Poetry, chapbook, 36 pages, from Bottlecap Features.
The poems in Amy Haddad’s The Most Potent Weapon read like “enlightenments from life on the road,” to borrow from Paul Theroux, for those who journey with an end-stage or chronic illness. With a rare insider’s view of the world of health care from the dual perspectives of nurse and patient, Haddad reveals courage, frailty, grace, and humor in poems grounded in clinical authenticity.
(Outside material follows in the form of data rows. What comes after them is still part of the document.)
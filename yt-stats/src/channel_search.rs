//! Keyword search over channels.

use crate::platform::VideoPlatform;
use eyre::WrapErr;
use tracing::instrument;

/// Most hits a search returns; only the first page is ever requested.
pub const MAX_SEARCH_RESULTS: u32 = 10;

/// A channel returned by [`search_channels`].
#[derive(Debug, Clone, PartialEq, Eq)]
pub struct ChannelMatch {
    pub title: String,
    pub channel_id: String,
}

/// Finds up to [`MAX_SEARCH_RESULTS`] channels matching `keyword`, most relevant first.
///
/// No matches is an empty list, not an error.
#[instrument(skip(api))]
pub async fn search_channels<P: VideoPlatform>(
    api: &P,
    keyword: &str,
) -> eyre::Result<Vec<ChannelMatch>> {
    let results = api
        .search_channels(keyword, MAX_SEARCH_RESULTS)
        .await
        .wrap_err_with(|| format!("search channels matching {keyword:?}"))?;

    Ok(results
        .into_iter()
        .take(MAX_SEARCH_RESULTS as usize)
        .map(|result| ChannelMatch {
            title: result.snippet.title,
            channel_id: result.snippet.channel_id,
        })
        .collect())
}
The chapbook examines everyday life that is filtered through a cancer diagnosis. The poems highlight metaphors commonly used to describe the divides between the ill and well including differences in language, war imagery, and expectations regarding feminine beauty in form and language that are at once subtle, relatable, clear, and often jarring. This chapbook is like a series of postcards along the way on a trip to a strange land in which Haddad bears witness to unexpected, and at times, unbearable experiences encountered there. Anyone on a similar trip will find a willing companion in the poems in this book.
Amy Haddad started her career as a nurse working in mental health settings, medical/surgical nursing, and home care. Presently, she is a professor emerita at Creighton University. She is the author of the chapbook The Geography of Kitchens (Finishing Line Press, 2021) and An Otherwise Healthy Woman (Backwaters Press, 2022), that was a winner of the American Journal of Nursing Book of the Year in 2022. Her poems have appeared in journals including: Aji Magazine, Persimmon Tree, DASH Literary Journal, Oberon Poetry Journal, Intima: A Journal of Narrative Medicine, Months to Hours Poetry Journal, Annals of Internal Medicine, Bellevue Literary Review, Glimpse Poetry Magazine, and Abandoned Mine. She and her husband live in a 100-year-old log cabin in the middle of a park in Omaha, Nebraska.